Study Type – Therapy (case series) Level of Evidence 4

OBJECTIVE

To evaluate, in a prospective study, the combination of the antimuscarinic propiverine and the antidiuretic hormone-agonist desmopressin in children and adolescents not responsive to previous monotherapy, as in primary monosymptomatic enuresis (PME), combined treatments are considered a second-line approach after the failure of monotherapy.

PATIENTS AND METHODS

The study included 122 children and adolescents (mean age 10.8 years, range 5–21) with PME and so far unresponsive to single or multiple monotherapy. Propiverine (body weight <30 kg, 15 mg/day; ≥30 kg, 20 mg/day) and desmopressin (0.4 mg/night) were administered over 3 months, followed by successive structured withdrawal programmes for propiverine and desmopressin, depending on the amount of loss of urine at night before treatment.

RESULTS

The re-evaluation of unresponsive patients, incorporating video-urodynamics, showed neurogenic detrusor overactivity, isolated detrusor sphincter dyssynergia and vesicorenal reflux in 12.3% (15/122) of patients, so far falsely treated as enuresis.
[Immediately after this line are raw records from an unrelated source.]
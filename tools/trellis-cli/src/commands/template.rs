//! Validate an HTML template.

use anyhow::{bail, Context as _, Result};
use serde::Serialize;
use trellis_streaming::{Template, BODY_MARKER, DATA_MARKER, META_MARKER};

use super::TemplateArgs;
use crate::context::Context;

#[derive(Serialize)]
struct TemplateReport {
    path: String,
    valid: bool,
    data_marker: bool,
    #[serde(skip_serializing_if = "Option::is_none")]
    error: Option<String>,
}

/// Run the template command.
pub async fn run(args: TemplateArgs, ctx: &Context) -> Result<()> {
    let path = match (args.file.as_deref(), ctx.config.app.template.as_ref()) {
        (Some(file), _) => ctx.resolve_path(file),
        (None, Some(configured)) => configured.clone(),
        (None, None) => bail!("No template given and none configured in trellis.toml"),
    };

    let source = std::fs::read_to_string(&path)
        .with_context(|| format!("Failed to read template: {}", path.display()))?;

    let parsed = Template::parse(&source);
    let report = TemplateReport {
        path: path.display().to_string(),
        valid: parsed.is_ok(),
        data_marker: parsed.as_ref().map(Template::has_data_marker).unwrap_or(false),
        error: parsed.as_ref().err().map(ToString::to_string),
    };

    if ctx.output.is_json() {
        ctx.output.json(&report);
    } else if report.valid {
        ctx.output.success(&format!("{} is a valid template", report.path));
        ctx.output.kv("meta marker", META_MARKER);
        ctx.output.kv("body marker", BODY_MARKER);
        if report.data_marker {
            ctx.output.kv("data marker", DATA_MARKER);
        } else {
            ctx.output.info("No data marker; loader data is inserted before the body");
        }
    }

    if let Some(error) = report.error {
        bail!("Invalid template {}: {}", report.path, error);
    }

    Ok(())
}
In 107 of 122 patients the diagnosis of PME was confirmed. The primary efficacy outcome, continence at night, was achieved in 104 of 107 patients (97.2%). During the individual follow-up periods (3–12 months), 23 of 107 (21.5%) patients relapsed after withdrawal of both medications. Adverse events of moderate intensity were rare (3.7%).

CONCLUSION

Re-evaluation of patients after monotherapy has failed is justified, because other entities can be discovered in patients so far treated unsuccessfully for enuresis. The combination of propiverine and desmopressin is highly effective in children with PME. Our results support the case for further optimizing the inaugurated treatment algorithm of PME for treatment duration, dose-titration and structured withdrawal programmes, thus possibly further decreasing relapse rates.